I'll tell you about my new favorite idea, which like all new favorite ideas, is really an old idea. This one, from the 1960s, was used only in a couple of studies. It's called "latitude of acceptance". If I want to persuade you, what I need to do is pitch my arguments so that they're in the range of a bubble around your current belief; it's not too far from your current belief, but it's within this bubble. If your belief is that you're really, really anti-guns, let's say, and I want to move you a bit, if I come along and say, "here's the pro-gun position," you're actually going to move further away. Okay? It's outside the bubble of things that I can consider as reasonable.
 
We all have these latitudes around our beliefs, our values, our attitudes, which teams are ok to root for, and so on, and these bubbles move. They flex. When you're drunk, or when you've had a good meal, or when you're with people you care about versus strangers, these bubbles flex and move in different ways. Getting two groups to work together is about trying to get them to a place where their bubbles overlap, not their ideas, not their beliefs, but the bubbles that surround their ideas. Once you do that, you don't try to get them to go to the other position, you try to get them to see there's some common ground that you don't share, but that you think would not be a crazy position to hold.
 
There's the old Carlin bit about when you drive on the road: anyone going faster than me is a maniac and anyone going slower than me is a jerk. That that's the way we live our lives. We're always going the right speed, and everybody else is missing the boat. We don't take into account that I’m going fast today because I've got to get to the hospital, or I'm going slow today because I know I had something to drink, and I shouldn't have, so I'm going to drive real slow.

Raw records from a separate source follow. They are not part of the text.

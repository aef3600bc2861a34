//! Structured diagnostics, initialized once before any other work.
//!
//! Every module logs through `tracing::{info,warn,error,debug}` rather than
//! `println!`/`eprintln!`, with the exception of the handful of user-facing
//! summary lines `main` prints unconditionally (scan counts, results-file
//! path, reclaimed bytes) to preserve the documented CLI output contract.
//! Verbosity is driven by `RUST_LOG`, defaulting to `info`.

use tracing_subscriber::EnvFilter;

/// Installs the global `tracing` subscriber. Safe to call at most once;
/// `main` calls it before parsing arguments.
pub fn init() {
    let filter = EnvFilter::try_from_default_env().unwrap_or_else(|_| EnvFilter::new("info"));
    tracing_subscriber::fmt()
        .with_env_filter(filter)
        .with_target(false)
        .init();
}
//! Admission middleware backed by the sliding-window limiters.

use super::response::ApiError;
use crate::limits::SlidingWindowLimiter;
use crate::server::WaveRelay;
use axum::{
    extract::{ConnectInfo, Request, State},
    http::HeaderMap,
    middleware::Next,
    response::{IntoResponse, Response},
};
use std::net::SocketAddr;
use std::sync::atomic::Ordering;
use std::sync::Arc;

/// Partition key for a request: the client address.
///
/// Prefers the first `X-Forwarded-For` hop, then `X-Real-IP`, then the
/// socket peer.
pub fn client_key(headers: &HeaderMap, peer: Option<SocketAddr>) -> String {
    let forwarded = headers
        .get("x-forwarded-for")
        .and_then(|v| v.to_str().ok())
        .and_then(|v| v.split(',').next())
        .map(str::trim)
        .filter(|v| !v.is_empty());
    if let Some(ip) = forwarded {
        return ip.to_string();
    }

    let real_ip = headers
        .get("x-real-ip")
        .and_then(|v| v.to_str().ok())
        .map(str::trim)
        .filter(|v| !v.is_empty());
    if let Some(ip) = real_ip {
        return ip.to_string();
    }

    peer.map(|addr| addr.ip().to_string())
        .unwrap_or_else(|| "unknown".to_string())
}

fn request_key(req: &Request) -> String {
    let peer = req
        .extensions()
        .get::<ConnectInfo<SocketAddr>>()
        .map(|ConnectInfo(addr)| *addr);
    client_key(req.headers(), peer)
}

fn admit(relay: &WaveRelay, limiter: &SlidingWindowLimiter, key: &str) -> Result<(), ApiError> {
    limiter.check(key).map_err(|e| {
        relay.metrics().rate_limit_hits.fetch_add(1, Ordering::Relaxed);
        tracing::warn!(
            key,
            limit = limiter.limit(),
            window_secs = limiter.window().as_secs(),
            "Rate limit exceeded: {}",
            e
        );
        ApiError::from(e)
    })
}

/// General limiter, applied to every route.
///
/// Also tallies the request, auth-failure and error counters from the
/// final response status.
pub async fn general_limit(
    State(relay): State<Arc<WaveRelay>>,
    req: Request,
    next: Next,
) -> Response {
    let key = request_key(&req);
    if let Err(e) = admit(&relay, &relay.rate_limits().general, &key) {
        return e.into_response();
    }

    let metrics = relay.metrics();
    metrics.requests_total.fetch_add(1, Ordering::Relaxed);

    let response = next.run(req).await;

    let status = response.status();
    if status == axum::http::StatusCode::UNAUTHORIZED {
        metrics.auth_failures.fetch_add(1, Ordering::Relaxed);
    } else if status.is_server_error() {
        metrics.errors_total.fetch_add(1, Ordering::Relaxed);
    }

    response
}

/// Stricter limiter for credential endpoints.
pub async fn auth_limit(
    State(relay): State<Arc<WaveRelay>>,
    req: Request,
    next: Next,
) -> Result<Response, ApiError> {
    let key = request_key(&req);
    admit(&relay, &relay.rate_limits().auth, &key)?;
    Ok(next.run(req).await)
}
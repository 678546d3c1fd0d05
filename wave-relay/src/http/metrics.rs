//! Prometheus metrics endpoint.

use crate::server::WaveRelay;
use axum::{http::header::CONTENT_TYPE, response::IntoResponse, Extension};
use std::sync::atomic::Ordering;
use std::sync::Arc;

/// Prometheus metrics handler.
///
/// Gauges describe current state; counters are monotonic since startup.
pub async fn metrics_handler(Extension(relay): Extension<Arc<WaveRelay>>) -> impl IntoResponse {
    let m = relay.metrics();

    // Gauges
    let general_keys = relay.rate_limits().general.key_count();
    let auth_keys = relay.rate_limits().auth.key_count();
    let retired = relay.tokens().retired_len();

    // Counters
    let requests = m.requests_total.load(Ordering::Relaxed);
    let registered = m.accounts_registered.load(Ordering::Relaxed);
    let issued = m.tokens_issued.load(Ordering::Relaxed);
    let refreshed = m.tokens_refreshed.load(Ordering::Relaxed);
    let revoked = m.tokens_revoked.load(Ordering::Relaxed);
    let auth_failures = m.auth_failures.load(Ordering::Relaxed);
    let rate_limits = m.rate_limit_hits.load(Ordering::Relaxed);
    let errors = m.errors_total.load(Ordering::Relaxed);

    // Storage stats (best effort)
    let tokens_stored = relay.storage().count_tokens().await.unwrap_or(0);
    let accounts_stored = relay.storage().count_accounts().await.unwrap_or(0);

    let body = format!(
        r#"# HELP wave_relay_info Server information
# TYPE wave_relay_info gauge
wave_relay_info{{version="{version}"}} 1

# HELP wave_relay_tokens_stored Tokens currently in the database
# TYPE wave_relay_tokens_stored gauge
wave_relay_tokens_stored {tokens_stored}

# HELP wave_relay_accounts_stored Accounts currently in the database
# TYPE wave_relay_accounts_stored gauge
wave_relay_accounts_stored {accounts_stored}

# HELP wave_relay_retired_tokens Refreshed tokens awaiting deletion
# TYPE wave_relay_retired_tokens gauge
wave_relay_retired_tokens {retired}

# HELP wave_relay_limiter_keys Client keys tracked per limiter
# TYPE wave_relay_limiter_keys gauge
wave_relay_limiter_keys{{limiter="general"}} {general_keys}
wave_relay_limiter_keys{{limiter="auth"}} {auth_keys}

# HELP wave_relay_requests_total HTTP requests admitted
# TYPE wave_relay_requests_total counter
wave_relay_requests_total {requests}

# HELP wave_relay_accounts_registered_total Accounts registered
# TYPE wave_relay_accounts_registered_total counter
wave_relay_accounts_registered_total {registered}

# HELP wave_relay_tokens_issued_total Tokens issued by register and login
# TYPE wave_relay_tokens_issued_total counter
wave_relay_tokens_issued_total {issued}

# HELP wave_relay_tokens_refreshed_total Tokens exchanged by refresh
# TYPE wave_relay_tokens_refreshed_total counter
wave_relay_tokens_refreshed_total {refreshed}

# HELP wave_relay_tokens_revoked_total Tokens revoked
# TYPE wave_relay_tokens_revoked_total counter
wave_relay_tokens_revoked_total {revoked}

# HELP wave_relay_auth_failures_total Requests rejected as unauthenticated
# TYPE wave_relay_auth_failures_total counter
wave_relay_auth_failures_total {auth_failures}

# HELP wave_relay_rate_limit_hits_total Total rate limit rejections
# TYPE wave_relay_rate_limit_hits_total counter
wave_relay_rate_limit_hits_total {rate_limits}

# HELP wave_relay_errors_total Requests that failed with an internal error
# TYPE wave_relay_errors_total counter
wave_relay_errors_total {errors}
"#,
        version = env!("CARGO_PKG_VERSION"),
    );

    (
        [(CONTENT_TYPE, "text/plain; version=0.0.4; charset=utf-8")],
        body,
    )
}
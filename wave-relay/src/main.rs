//! wave-relay binary entry point.
//!
//! Usage:
//! ```bash
//! wave-relay --config relay.toml
//! wave-relay --help
//! ```

use anyhow::{Context, Result};
use clap::Parser;
use std::net::SocketAddr;
use std::path::PathBuf;
use std::sync::Arc;
use std::time::Duration;
use tokio::signal;
use tokio_util::sync::CancellationToken;
use tracing::{error, info, warn};
use tracing_subscriber::{layer::SubscriberExt, util::SubscriberInitExt};
use wave_relay::config::Config;
use wave_relay::http::{build_router, health};
use wave_relay::limits::spawn_limiter_sweeper;
use wave_relay::reaper::spawn_reaper;
use wave_relay::server::WaveRelay;

/// Zero-knowledge relay backend for Wave.
#[derive(Parser, Debug)]
#[command(name = "wave-relay")]
#[command(version, about, long_about = None)]
struct Cli {
    /// Path to the TOML configuration file
    #[arg(long, short, default_value = "relay.toml")]
    config: PathBuf,
}

#[tokio::main]
async fn main() -> Result<()> {
    tracing_subscriber::registry()
        .with(
            tracing_subscriber::EnvFilter::try_from_default_env()
                .unwrap_or_else(|_| "wave_relay=info".into()),
        )
        .with(tracing_subscriber::fmt::layer())
        .init();

    let cli = Cli::parse();
    health::init_start_time();

    info!("Starting wave-relay v{}", env!("CARGO_PKG_VERSION"));

    let config = load_config(&cli.config)?;

    let addr: SocketAddr = config
        .server
        .bind_address
        .parse()
        .with_context(|| format!("invalid bind address {}", config.server.bind_address))?;

    let database = config.storage.database.clone();
    let sweep_interval = Duration::from_secs(config.limits.sweep_interval_secs);
    let cleanup = config.cleanup.clone();
    let relay = Arc::new(
        WaveRelay::open(config)
            .await
            .with_context(|| format!("failed to open database {:?}", database))?,
    );
    info!("Database ready at {:?}", database);

    // Background tasks share one shutdown signal.
    let shutdown = CancellationToken::new();
    let reaper = spawn_reaper(relay.tokens_arc(), cleanup, shutdown.clone());
    let sweeper = spawn_limiter_sweeper(
        relay.rate_limits().clone(),
        sweep_interval,
        shutdown.clone(),
    );

    let app = build_router(relay);

    info!("wave-relay listening on {}", addr);
    let listener = tokio::net::TcpListener::bind(addr)
        .await
        .with_context(|| format!("failed to bind {}", addr))?;
    let served = axum::serve(
        listener,
        app.into_make_service_with_connect_info::<SocketAddr>(),
    )
    .with_graceful_shutdown(shutdown_signal())
    .await;

    shutdown.cancel();
    for (name, handle) in [("reaper", reaper), ("limiter sweeper", sweeper)] {
        if let Err(e) = handle.await {
            error!("{} task failed: {}", name, e);
        }
    }

    served.context("HTTP server failed")?;
    info!("wave-relay shutdown complete");
    Ok(())
}

/// Load the config file, falling back to defaults when it does not exist.
fn load_config(path: &std::path::Path) -> Result<Config> {
    if !path.exists() {
        warn!("Config file {:?} not found, using defaults", path);
        return Ok(Config::default());
    }

    let config = Config::from_file(path)?;
    info!("Loaded configuration from {:?}", path);
    Ok(config)
}

/// Resolves on SIGINT or SIGTERM.
async fn shutdown_signal() {
    let ctrl_c = async {
        match signal::ctrl_c().await {
            Ok(()) => info!("Received SIGINT, starting graceful shutdown..."),
            Err(e) => error!("Failed to listen for SIGINT: {}", e),
        }
    };

    #[cfg(unix)]
    let terminate = async {
        match signal::unix::signal(signal::unix::SignalKind::terminate()) {
            Ok(mut stream) => {
                stream.recv().await;
                info!("Received SIGTERM, starting graceful shutdown...");
            }
            Err(e) => {
                error!("Failed to listen for SIGTERM: {}", e);
                std::future::pending::<()>().await;
            }
        }
    };

    #[cfg(not(unix))]
    let terminate = std::future::pending::<()>();

    tokio::select! {
        _ = ctrl_c => {}
        _ = terminate => {}
    }
}
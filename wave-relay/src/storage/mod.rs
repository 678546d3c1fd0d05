//! Storage layer for wave-relay.
//!
//! Persists token metadata (keyed by secret hash) and the minimal account
//! registry. Only opaque bytes and hashes are stored; the relay never holds
//! plaintext or raw secrets.

mod sqlite;

pub use sqlite::SqliteStorage;

use crate::error::StorageError;
use async_trait::async_trait;
use std::time::{SystemTime, UNIX_EPOCH};
use wave_types::{SecretHash, SubjectId, TokenId};

/// A stored session token.
///
/// Timestamps are unix milliseconds. A token is live while
/// `now < expires_at`; revocation deletes the row.
#[derive(Debug, Clone, PartialEq, Eq)]
pub struct Token {
    /// Internal bookkeeping identifier.
    pub id: TokenId,
    /// Subject the token resolves to.
    pub subject_id: SubjectId,
    /// Hash of the secret handed to the client.
    pub secret_hash: SecretHash,
    /// When the token was issued.
    pub created_at: i64,
    /// When the token stops validating.
    pub expires_at: i64,
    /// Last successful validation.
    pub last_used_at: i64,
}

impl Token {
    /// Whether the token has expired at `now` (unix millis).
    pub fn is_expired_at(&self, now: i64) -> bool {
        now >= self.expires_at
    }
}

/// Request to register a new account.
///
/// Key material is opaque to the relay and stored as given.
#[derive(Debug, Clone)]
pub struct NewAccount {
    /// Login name.
    pub username: String,
    /// Derived from `username`.
    pub subject_id: SubjectId,
    /// Client public key.
    pub public_key: Vec<u8>,
    /// Client private key, encrypted client-side.
    pub encrypted_private_key: Vec<u8>,
    /// Salt for the client-side key derivation.
    pub salt: Vec<u8>,
}

/// A registered account.
#[derive(Debug, Clone)]
pub struct Account {
    /// Login name.
    pub username: String,
    /// Stable subject identity.
    pub subject_id: SubjectId,
    /// Client public key.
    pub public_key: Vec<u8>,
    /// Client private key, encrypted client-side.
    pub encrypted_private_key: Vec<u8>,
    /// Salt for the client-side key derivation.
    pub salt: Vec<u8>,
    /// Registration time (unix millis).
    pub created_at: i64,
    /// Last authenticated request (unix millis).
    pub last_active_at: i64,
}

/// Persistence collaborator for the token service.
///
/// Keyed by opaque values only; makes no assumption about the engine.
#[async_trait]
pub trait TokenStore: Send + Sync {
    /// Persist a newly issued token.
    async fn create_token(&self, token: &Token) -> Result<(), StorageError>;

    /// Look up a token by the hash of its secret.
    async fn find_token_by_hash(&self, hash: &SecretHash) -> Result<Option<Token>, StorageError>;

    /// Delete a token by hash.
    ///
    /// Returns whether a row was removed.
    async fn delete_token_by_hash(&self, hash: &SecretHash) -> Result<bool, StorageError>;

    /// Delete every token belonging to a subject.
    ///
    /// Returns the number of tokens deleted.
    async fn delete_tokens_for_subject(&self, subject: &SubjectId) -> Result<u64, StorageError>;

    /// Delete tokens with `expires_at < now`.
    ///
    /// Returns the number of tokens deleted.
    async fn delete_expired_tokens(&self, now: i64) -> Result<u64, StorageError>;

    /// Record a successful use of a token.
    async fn update_token_last_used(&self, id: &TokenId, at: i64) -> Result<(), StorageError>;
}

/// Account registry backing login and last-active tracking.
#[async_trait]
pub trait AccountStore: Send + Sync {
    /// Register an account; fails with `Conflict` if the username is taken.
    async fn create_account(&self, account: &NewAccount) -> Result<(), StorageError>;

    /// Look up an account by login name.
    async fn find_account_by_username(
        &self,
        username: &str,
    ) -> Result<Option<Account>, StorageError>;

    /// Look up an account by subject.
    async fn find_account(&self, subject: &SubjectId) -> Result<Option<Account>, StorageError>;

    /// Set the last-active timestamp.
    async fn touch_account(&self, subject: &SubjectId, at: i64) -> Result<(), StorageError>;

    /// Remove an account. Returns whether it existed.
    async fn delete_account(&self, subject: &SubjectId) -> Result<bool, StorageError>;
}

/// Current time as unix milliseconds.
pub fn unix_millis() -> i64 {
    SystemTime::now()
        .duration_since(UNIX_EPOCH)
        .map(|d| d.as_millis() as i64)
        .unwrap_or(0)
}
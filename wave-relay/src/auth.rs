//! Authentication gate for protected routes.
//!
//! Extracts the bearer credential, resolves it through the token service
//! under a deadline, and injects the subject into request extensions.

use crate::error::AuthError;
use crate::http::response::{ApiError, INVALID_CREDENTIALS};
use crate::server::WaveRelay;
use crate::storage::{unix_millis, AccountStore};
use crate::tokens::with_deadline;
use axum::{
    extract::{Request, State},
    http::{header::AUTHORIZATION, HeaderMap},
    middleware::Next,
    response::Response,
};
use std::sync::Arc;
use std::time::Duration;
use wave_types::{SubjectId, TokenSecret};

/// Subject resolved by [`require_auth`], available to handlers as an
/// `Extension`.
#[derive(Debug, Clone, Copy, PartialEq, Eq)]
pub struct AuthenticatedSubject(pub SubjectId);

/// Read the credential from the `Authorization` header.
///
/// Accepts `Bearer <secret>` with any casing of the scheme, or a bare
/// secret. Returns `None` when the header is missing, not text, or empty.
pub fn extract_bearer(headers: &HeaderMap) -> Option<TokenSecret> {
    let value = headers.get(AUTHORIZATION)?.to_str().ok()?.trim();

    let secret = match value.get(..6) {
        Some(scheme)
            if scheme.eq_ignore_ascii_case("bearer")
                && value[6..].chars().next().map_or(true, char::is_whitespace) =>
        {
            value[6..].trim()
        }
        _ => value,
    };

    if secret.is_empty() {
        None
    } else {
        Some(TokenSecret::from_presented(secret.to_string()))
    }
}

/// Middleware that admits only requests carrying a live token.
///
/// Every failure reaches the caller as the same 401. Timeouts and store
/// failures are logged separately from ordinary rejections.
pub async fn require_auth(
    State(relay): State<Arc<WaveRelay>>,
    mut req: Request,
    next: Next,
) -> Result<Response, ApiError> {
    let secret = extract_bearer(req.headers()).ok_or_else(|| {
        tracing::debug!("Missing authorization header");
        ApiError::unauthenticated("Missing authorization header")
    })?;

    let auth = &relay.config().auth;
    let subject = match with_deadline(auth.validate_timeout(), relay.tokens().validate(&secret)).await
    {
        Ok(subject) => subject,
        Err(e) => {
            log_rejection(&e);
            return Err(ApiError::unauthenticated(INVALID_CREDENTIALS));
        }
    };

    req.extensions_mut().insert(AuthenticatedSubject(subject));
    schedule_activity_update(relay.storage_arc(), subject, auth.activity_timeout());

    Ok(next.run(req).await)
}

fn log_rejection(err: &AuthError) {
    match err {
        AuthError::Unauthenticated { reason } => {
            tracing::debug!(reason, "Rejected credential");
        }
        AuthError::Timeout(deadline) => {
            tracing::warn!("Token validation timed out after {:?}", deadline);
        }
        other => {
            tracing::error!("Token validation failed: {}", other);
        }
    }
}

/// Record account activity without holding up the request.
///
/// Runs detached under its own `timeout`; the update may not complete.
pub fn schedule_activity_update(
    accounts: Arc<dyn AccountStore>,
    subject: SubjectId,
    timeout: Duration,
) -> tokio::task::JoinHandle<()> {
    tokio::spawn(async move {
        match tokio::time::timeout(timeout, accounts.touch_account(&subject, unix_millis())).await {
            Ok(Ok(())) => {}
            Ok(Err(e)) => tracing::warn!(subject = ?subject, "Failed to update last-active: {}", e),
            Err(_) => tracing::warn!(subject = ?subject, "Last-active update timed out"),
        }
    })
}
//! Credential endpoints: register, login, refresh, logout, logout-all.

use super::response::{ApiError, ApiResponse};
use crate::auth::{extract_bearer, AuthenticatedSubject};
use crate::server::WaveRelay;
use crate::storage::{AccountStore, NewAccount};
use crate::tokens::{with_deadline, IssuedToken};
use axum::{
    extract::rejection::JsonRejection,
    http::{HeaderMap, StatusCode},
    Extension, Json,
};
use base64::{engine::general_purpose::STANDARD, Engine as _};
use serde::{Deserialize, Serialize};
use std::sync::atomic::Ordering;
use std::sync::Arc;
use wave_types::{SubjectId, TokenSecret};

const USERNAME_MIN: usize = 3;
const USERNAME_MAX: usize = 50;

/// Registration body. Key material is base64 and never interpreted.
#[derive(Debug, Deserialize)]
pub struct RegisterRequest {
    /// Login name, 3 to 50 characters.
    pub username: String,
    /// Client public key.
    pub public_key: String,
    /// Client private key, encrypted client-side.
    pub encrypted_private_key: String,
    /// Key-derivation salt.
    pub salt: String,
}

/// Login body.
#[derive(Debug, Deserialize)]
pub struct LoginRequest {
    /// Login name.
    pub username: String,
}

/// Token issued to the client.
#[derive(Debug, Serialize)]
pub struct TokenResponse {
    /// Raw bearer secret.
    pub access_token: String,
    /// Always `Bearer`.
    pub token_type: &'static str,
    /// Lifetime in seconds.
    pub expires_in: u64,
}

/// Logout result.
#[derive(Debug, Serialize)]
pub struct LogoutResponse {
    /// Always `true`.
    pub logged_out: bool,
}

/// Logout-all result.
#[derive(Debug, Serialize)]
pub struct LogoutAllResponse {
    /// Always `true`.
    pub logged_out_all: bool,
    /// Tokens removed.
    pub revoked: u64,
}

fn token_response(relay: &WaveRelay, issued: IssuedToken) -> TokenResponse {
    TokenResponse {
        access_token: issued.secret.expose().to_string(),
        token_type: "Bearer",
        expires_in: relay.tokens().token_ttl().as_secs(),
    }
}

fn decode_field(name: &str, value: &str) -> Result<Vec<u8>, ApiError> {
    if value.is_empty() {
        return Err(ApiError::BadRequest(format!("{} is required", name)));
    }
    STANDARD
        .decode(value)
        .map_err(|_| ApiError::BadRequest(format!("{} must be base64", name)))
}

fn bearer(headers: &HeaderMap) -> Result<TokenSecret, ApiError> {
    extract_bearer(headers).ok_or_else(|| ApiError::unauthenticated("Missing authorization header"))
}

/// `POST /api/v1/auth/register`
pub async fn register(
    Extension(relay): Extension<Arc<WaveRelay>>,
    payload: Result<Json<RegisterRequest>, JsonRejection>,
) -> Result<(StatusCode, Json<ApiResponse<TokenResponse>>), ApiError> {
    let Json(req) = payload?;

    let length = req.username.chars().count();
    if !(USERNAME_MIN..=USERNAME_MAX).contains(&length) {
        return Err(ApiError::BadRequest(format!(
            "username must be {} to {} characters",
            USERNAME_MIN, USERNAME_MAX
        )));
    }

    let account = NewAccount {
        subject_id: SubjectId::from_username(&req.username),
        public_key: decode_field("public_key", &req.public_key)?,
        encrypted_private_key: decode_field("encrypted_private_key", &req.encrypted_private_key)?,
        salt: decode_field("salt", &req.salt)?,
        username: req.username,
    };

    relay.storage().create_account(&account).await?;
    relay
        .metrics()
        .accounts_registered
        .fetch_add(1, Ordering::Relaxed);
    tracing::info!(subject = ?account.subject_id, "Registered account");

    let deadline = relay.config().auth.validate_timeout();
    let issued = with_deadline(deadline, relay.tokens().issue_session(&account.subject_id)).await?;
    relay.metrics().tokens_issued.fetch_add(1, Ordering::Relaxed);

    Ok((
        StatusCode::CREATED,
        ApiResponse::ok(token_response(&relay, issued)),
    ))
}

/// `POST /api/v1/auth/login`
///
/// Any registered username receives a token; there is no password or
/// proof of key possession.
pub async fn login(
    Extension(relay): Extension<Arc<WaveRelay>>,
    payload: Result<Json<LoginRequest>, JsonRejection>,
) -> Result<Json<ApiResponse<TokenResponse>>, ApiError> {
    let Json(req) = payload?;
    if req.username.is_empty() {
        return Err(ApiError::BadRequest("username is required".to_string()));
    }

    let account = relay
        .storage()
        .find_account_by_username(&req.username)
        .await?
        .ok_or_else(|| {
            tracing::debug!("Login for unknown username");
            ApiError::unauthenticated("Invalid credentials")
        })?;

    let deadline = relay.config().auth.validate_timeout();
    let issued = with_deadline(deadline, relay.tokens().issue_session(&account.subject_id)).await?;
    relay.metrics().tokens_issued.fetch_add(1, Ordering::Relaxed);
    tracing::info!(subject = ?account.subject_id, "Login");

    Ok(ApiResponse::ok(token_response(&relay, issued)))
}

/// `POST /api/v1/auth/refresh`
pub async fn refresh(
    Extension(relay): Extension<Arc<WaveRelay>>,
    headers: HeaderMap,
) -> Result<Json<ApiResponse<TokenResponse>>, ApiError> {
    let secret = bearer(&headers)?;

    let deadline = relay.config().auth.validate_timeout();
    let issued = with_deadline(deadline, relay.tokens().refresh(&secret)).await?;
    relay
        .metrics()
        .tokens_refreshed
        .fetch_add(1, Ordering::Relaxed);

    Ok(ApiResponse::ok(token_response(&relay, issued)))
}

/// `POST /api/v1/auth/logout`
///
/// Idempotent: an unknown or already revoked secret still succeeds.
pub async fn logout(
    Extension(relay): Extension<Arc<WaveRelay>>,
    headers: HeaderMap,
) -> Result<Json<ApiResponse<LogoutResponse>>, ApiError> {
    let secret = bearer(&headers)?;

    let deadline = relay.config().auth.validate_timeout();
    if with_deadline(deadline, relay.tokens().revoke(&secret)).await? {
        relay.metrics().tokens_revoked.fetch_add(1, Ordering::Relaxed);
    }

    Ok(ApiResponse::ok(LogoutResponse { logged_out: true }))
}

/// `POST /api/v1/auth/logout-all`
pub async fn logout_all(
    Extension(relay): Extension<Arc<WaveRelay>>,
    Extension(AuthenticatedSubject(subject)): Extension<AuthenticatedSubject>,
) -> Result<Json<ApiResponse<LogoutAllResponse>>, ApiError> {
    let deadline = relay.config().auth.validate_timeout();
    let revoked = with_deadline(deadline, relay.tokens().revoke_all(&subject)).await?;
    relay
        .metrics()
        .tokens_revoked
        .fetch_add(revoked, Ordering::Relaxed);

    Ok(ApiResponse::ok(LogoutAllResponse {
        logged_out_all: true,
        revoked,
    }))
}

We don't take those things into account. We just think whatever I'm doing is the right thing, and we have to recognize there's this space around those, and if we can find that overlap we can get some movement. And so that's not a nudge idea, per se. It's really about finding when people are in a mental space where they're more open to other ideas, and what is often going on there is you're trying on identities.
 
William James said long ago that we have as many identities as people that we know, and probably more than that. We are different with different people. I'm different with my son than I am with you. We have these different identities that we try on, and they surround us. With some friends I can be more of a centrist, and with other friends I might be more of a liberal, depending on what feels like it would work in that moment, and they can all be authentic positions that I really believe at different points in time. I'm really interested in looking at that as a mechanism of persuasion when it comes to regular old persuasion, when it comes to education, when it comes to public health, and when it comes to international issues as well. It's finding that latitude of acceptance and finding out how to use it successfully.